**THE TASK**
Give every line of the listing back, exactly as written.

**EXERCISE INPUT**
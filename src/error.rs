//! Error types for spillway using snafu.
//!
//! One structured enum per concern, each with context selectors, aggregated
//! by the top-level [`DaemonError`].

use snafu::prelude::*;
use std::path::PathBuf;

// ============ Config Errors ============

/// Errors that can occur during configuration parsing and validation.
#[derive(Debug, Snafu)]
#[snafu(visibility(pub))]
pub enum ConfigError {
    /// No oscilloscope channels configured.
    #[snafu(display("At least one oscilloscope channel must be configured"))]
    EmptyChannels,

    /// The reference channel is not one of the configured channels.
    #[snafu(display("Reference channel {channel:?} is not among the configured channels"))]
    UnknownReferenceChannel { channel: String },

    /// Quorum bounds are inverted.
    #[snafu(display("Quorum minimum {minimum} exceeds maximum {maximum}"))]
    QuorumBounds { minimum: usize, maximum: usize },

    /// Range tolerance must not be negative.
    #[snafu(display("Range tolerance must not be negative (got {tolerance_secs})"))]
    NegativeTolerance { tolerance_secs: i64 },

    /// Long-gap threshold must be positive.
    #[snafu(display("Long-gap threshold must be positive (got {long_gap_secs})"))]
    NonPositiveLongGap { long_gap_secs: i64 },

    /// Poll interval must be positive.
    #[snafu(display("Poll interval must be at least one second"))]
    ZeroPollInterval,

    /// The state path does not name a file.
    #[snafu(display("State path {path:?} does not name a file"))]
    StatePath { path: PathBuf },

    /// Environment variable interpolation failed.
    #[snafu(display("Environment variable interpolation failed:\n{message}"))]
    EnvInterpolation { message: String },

    /// Failed to parse YAML configuration.
    #[snafu(display("Failed to parse YAML configuration"))]
    YamlParse { source: serde_yaml::Error },

    /// Failed to read configuration file.
    #[snafu(display("Failed to read configuration file"))]
    ReadFile { source: std::io::Error },
}

// ============ Parse Errors ============

/// Errors from mapping an instrument filename to a timestamp.
///
/// These never abort a pass: the offending file is debug-logged and excluded
/// from its candidate set.
#[derive(Debug, Snafu)]
#[snafu(visibility(pub))]
pub enum ParseError {
    /// The filename does not follow the instrument's grammar.
    #[snafu(display("Filename {name:?} does not match the {instrument} grammar"))]
    Grammar {
        name: String,
        instrument: &'static str,
    },

    /// The embedded timestamp field failed to parse.
    #[snafu(display("Invalid timestamp field {field:?} in {name:?}"))]
    Stamp {
        name: String,
        field: String,
        source: chrono::ParseError,
    },
}

// ============ Window Errors ============

/// Errors from event-window construction.
#[derive(Debug, Snafu)]
#[snafu(visibility(pub))]
pub enum WindowError {
    /// The window's stop precedes its start.
    #[snafu(display("Window stop {stop} precedes start {start}"))]
    StopBeforeStart { start: String, stop: String },
}

// ============ Collect Errors ============

/// Errors from candidate-file collection.
#[derive(Debug, Snafu)]
#[snafu(visibility(pub))]
pub enum CollectError {
    /// A glob pattern built from the configuration is invalid.
    #[snafu(display("Invalid glob pattern {pattern:?}"))]
    Pattern {
        pattern: String,
        source: glob::PatternError,
    },
}

// ============ State Errors ============

/// Errors from the processed-injection store.
#[derive(Debug, Snafu)]
#[snafu(visibility(pub))]
pub enum StateError {
    /// Failed to open the store file.
    #[snafu(display("Failed to open state store {path:?}"))]
    Open {
        path: PathBuf,
        source: std::io::Error,
    },

    /// Failed to read a fragment line.
    #[snafu(display("Failed to read state store {path:?}"))]
    Read {
        path: PathBuf,
        source: std::io::Error,
    },

    /// Failed to append a fragment.
    #[snafu(display("Failed to append to state store {path:?}"))]
    Append {
        path: PathBuf,
        source: std::io::Error,
    },

    /// Failed to serialize a fragment.
    #[snafu(display("Failed to serialize state fragment"))]
    Encode { source: serde_json::Error },

    /// Failed to copy the store to the backup directory.
    #[snafu(display("Failed to back up state store to {target:?}"))]
    Backup {
        target: PathBuf,
        source: std::io::Error,
    },
}

// ============ Merge Errors ============

/// Errors from the external merge step.
#[derive(Debug, Snafu)]
#[snafu(visibility(pub))]
pub enum MergeError {
    /// Failed to resolve an input path to absolute form.
    #[snafu(display("Failed to resolve input path {path:?}"))]
    ResolveInput {
        path: PathBuf,
        source: std::io::Error,
    },

    /// Failed to spawn the merge tool.
    #[snafu(display("Failed to run merge tool {tool:?}"))]
    ToolSpawn {
        tool: PathBuf,
        source: std::io::Error,
    },

    /// Failed to append the content-log entry.
    #[snafu(display("Failed to append to content log {path:?}"))]
    ContentLog {
        path: PathBuf,
        source: std::io::Error,
    },
}

// ============ Metrics Errors ============

/// Errors that can occur during metrics initialization.
#[derive(Debug, Snafu)]
#[snafu(visibility(pub))]
pub enum MetricsError {
    /// Failed to initialize Prometheus recorder.
    #[snafu(display("Failed to initialize Prometheus recorder"))]
    PrometheusInit {
        source: metrics_exporter_prometheus::BuildError,
    },
}

// ============ Daemon Error (top-level) ============

/// Top-level daemon errors that aggregate all error types.
#[derive(Debug, Snafu)]
#[snafu(visibility(pub))]
pub enum DaemonError {
    /// Configuration error.
    #[snafu(display("Configuration error"))]
    Config { source: ConfigError },

    /// The reference channel directory is missing at startup.
    #[snafu(display("Reference channel directory {path:?} is not accessible"))]
    ReferenceDir { path: PathBuf },

    /// Window construction error.
    #[snafu(display("Window error"))]
    Window { source: WindowError },

    /// Collection error.
    #[snafu(display("Collection error"))]
    Collect { source: CollectError },

    /// Merge error.
    #[snafu(display("Merge error"))]
    Merge { source: MergeError },

    /// State store error.
    #[snafu(display("State store error"))]
    State { source: StateError },

    /// Address parsing error.
    #[snafu(display("Failed to parse metrics address"))]
    AddressParse { source: std::net::AddrParseError },

    /// Metrics error.
    #[snafu(display("Metrics error"))]
    Metrics { source: MetricsError },
}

**YOUR SOLUTION**
filename src/error.rs
//! Error types for spillway using snafu.
//!
//! One structured enum per concern, each with context selectors, aggregated
//! by the top-level [`DaemonError`].

use snafu::prelude::*;
use std::path::PathBuf;

// ============ Config Errors ============

/// Errors that can occur during configuration parsing and validation.
#[derive(Debug, Snafu)]
#[snafu(visibility(pub))]
pub enum ConfigError {
    /// No oscilloscope channels configured.
    #[snafu(display("At least one oscilloscope channel must be configured"))]
    EmptyChannels,

    /// The reference channel is not one of the configured channels.
    #[snafu(display("Reference channel {channel:?} is not among the configured channels"))]
    UnknownReferenceChannel { channel: String },

    /// Quorum bounds are inverted.
    #[snafu(display("Quorum minimum {minimum} exceeds maximum {maximum}"))]
    QuorumBounds { minimum: usize, maximum: usize },

    /// Range tolerance must not be negative.
    #[snafu(display("Range tolerance must not be negative (got {tolerance_secs})"))]
    NegativeTolerance { tolerance_secs: i64 },

    /// Long-gap threshold must be positive.
    #[snafu(display("Long-gap threshold must be positive (got {long_gap_secs})"))]
    NonPositiveLongGap { long_gap_secs: i64 },

    /// Poll interval must be positive.
    #[snafu(display("Poll interval must be at least one second"))]
    ZeroPollInterval,

    /// The state path does not name a file.
    #[snafu(display("State path {path:?} does not name a file"))]
    StatePath { path: PathBuf },

    /// Environment variable interpolation failed.
    #[snafu(display("Environment variable interpolation failed:\n{message}"))]
    EnvInterpolation { message: String },

    /// Failed to parse YAML configuration.
    #[snafu(display("Failed to parse YAML configuration"))]
    YamlParse { source: serde_yaml::Error },

    /// Failed to read configuration file.
    #[snafu(display("Failed to read configuration file"))]
    ReadFile { source: std::io::Error },
}

// ============ Parse Errors ============

/// Errors from mapping an instrument filename to a timestamp.
///
/// These never abort a pass: the offending file is debug-logged and excluded
/// from its candidate set.
#[derive(Debug, Snafu)]
#[snafu(visibility(pub))]
pub enum ParseError {
    /// The filename does not follow the instrument's grammar.
    #[snafu(display("Filename {name:?} does not match the {instrument} grammar"))]
    Grammar {
        name: String,
        instrument: &'static str,
    },

    /// The embedded timestamp field failed to parse.
    #[snafu(display("Invalid timestamp field {field:?} in {name:?}"))]
    Stamp {
        name: String,
        field: String,
        source: chrono::ParseError,
    },
}

// ============ Window Errors ============

/// Errors from event-window construction.
#[derive(Debug, Snafu)]
#[snafu(visibility(pub))]
pub enum WindowError {
    /// The window's stop precedes its start.
    #[snafu(display("Window stop {stop} precedes start {start}"))]
    StopBeforeStart { start: String, stop: String },
}

// ============ Collect Errors ============

/// Errors from candidate-file collection.
#[derive(Debug, Snafu)]
#[snafu(visibility(pub))]
pub enum CollectError {
    /// A glob pattern built from the configuration is invalid.
    #[snafu(display("Invalid glob pattern {pattern:?}"))]
    Pattern {
        pattern: String,
        source: glob::PatternError,
    },
}

// ============ State Errors ============

/// Errors from the processed-injection store.
#[derive(Debug, Snafu)]
#[snafu(visibility(pub))]
pub enum StateError {
    /// Failed to open the store file.
    #[snafu(display("Failed to open state store {path:?}"))]
    Open {
        path: PathBuf,
        source: std::io::Error,
    },

    /// Failed to read a fragment line.
    #[snafu(display("Failed to read state store {path:?}"))]
    Read {
        path: PathBuf,
        source: std::io::Error,
    },

    /// Failed to append a fragment.
    #[snafu(display("Failed to append to state store {path:?}"))]
    Append {
        path: PathBuf,
        source: std::io::Error,
    },

    /// Failed to serialize a fragment.
    #[snafu(display("Failed to serialize state fragment"))]
    Encode { source: serde_json::Error },

    /// Failed to copy the store to the backup directory.
    #[snafu(display("Failed to back up state store to {target:?}"))]
    Backup {
        target: PathBuf,
        source: std::io::Error,
    },
}

// ============ Merge Errors ============

/// Errors from the external merge step.
#[derive(Debug, Snafu)]
#[snafu(visibility(pub))]
pub enum MergeError {
    /// Failed to resolve an input path to absolute form.
    #[snafu(display("Failed to resolve input path {path:?}"))]
    ResolveInput {
        path: PathBuf,
        source: std::io::Error,
    },

    /// Failed to spawn the merge tool.
    #[snafu(display("Failed to run merge tool {tool:?}"))]
    ToolSpawn {
        tool: PathBuf,
        source: std::io::Error,
    },

    /// Failed to append the content-log entry.
    #[snafu(display("Failed to append to content log {path:?}"))]
    ContentLog {
        path: PathBuf,
        source: std::io::Error,
    },
}

// ============ Metrics Errors ============

/// Errors that can occur during metrics initialization.
#[derive(Debug, Snafu)]
#[snafu(visibility(pub))]
pub enum MetricsError {
    /// Failed to initialize Prometheus recorder.
    #[snafu(display("Failed to initialize Prometheus recorder"))]
    PrometheusInit {
        source: metrics_exporter_prometheus::BuildError,
    },
}

// ============ Daemon Error (top-level) ============

/// Top-level daemon errors that aggregate all error types.
#[derive(Debug, Snafu)]
#[snafu(visibility(pub))]
pub enum DaemonError {
    /// Configuration error.
    #[snafu(display("Configuration error"))]
    Config { source: ConfigError },

    /// The reference channel directory is missing at startup.
    #[snafu(display("Reference channel directory {path:?} is not accessible"))]
    ReferenceDir { path: PathBuf },

    /// Window construction error.
    #[snafu(display("Window error"))]
    Window { source: WindowError },

    /// Collection error.
    #[snafu(display("Collection error"))]
    Collect { source: CollectError },

    /// Merge error.
    #[snafu(display("Merge error"))]
    Merge { source: MergeError },

    /// State store error.
    #[snafu(display("State store error"))]
    State { source: StateError },

    /// Address parsing error.
    #[snafu(display("Failed to parse metrics address"))]
    AddressParse { source: std::net::AddrParseError },

    /// Metrics error.
    #[snafu(display("Metrics error"))]
    Metrics { source: MetricsError },
}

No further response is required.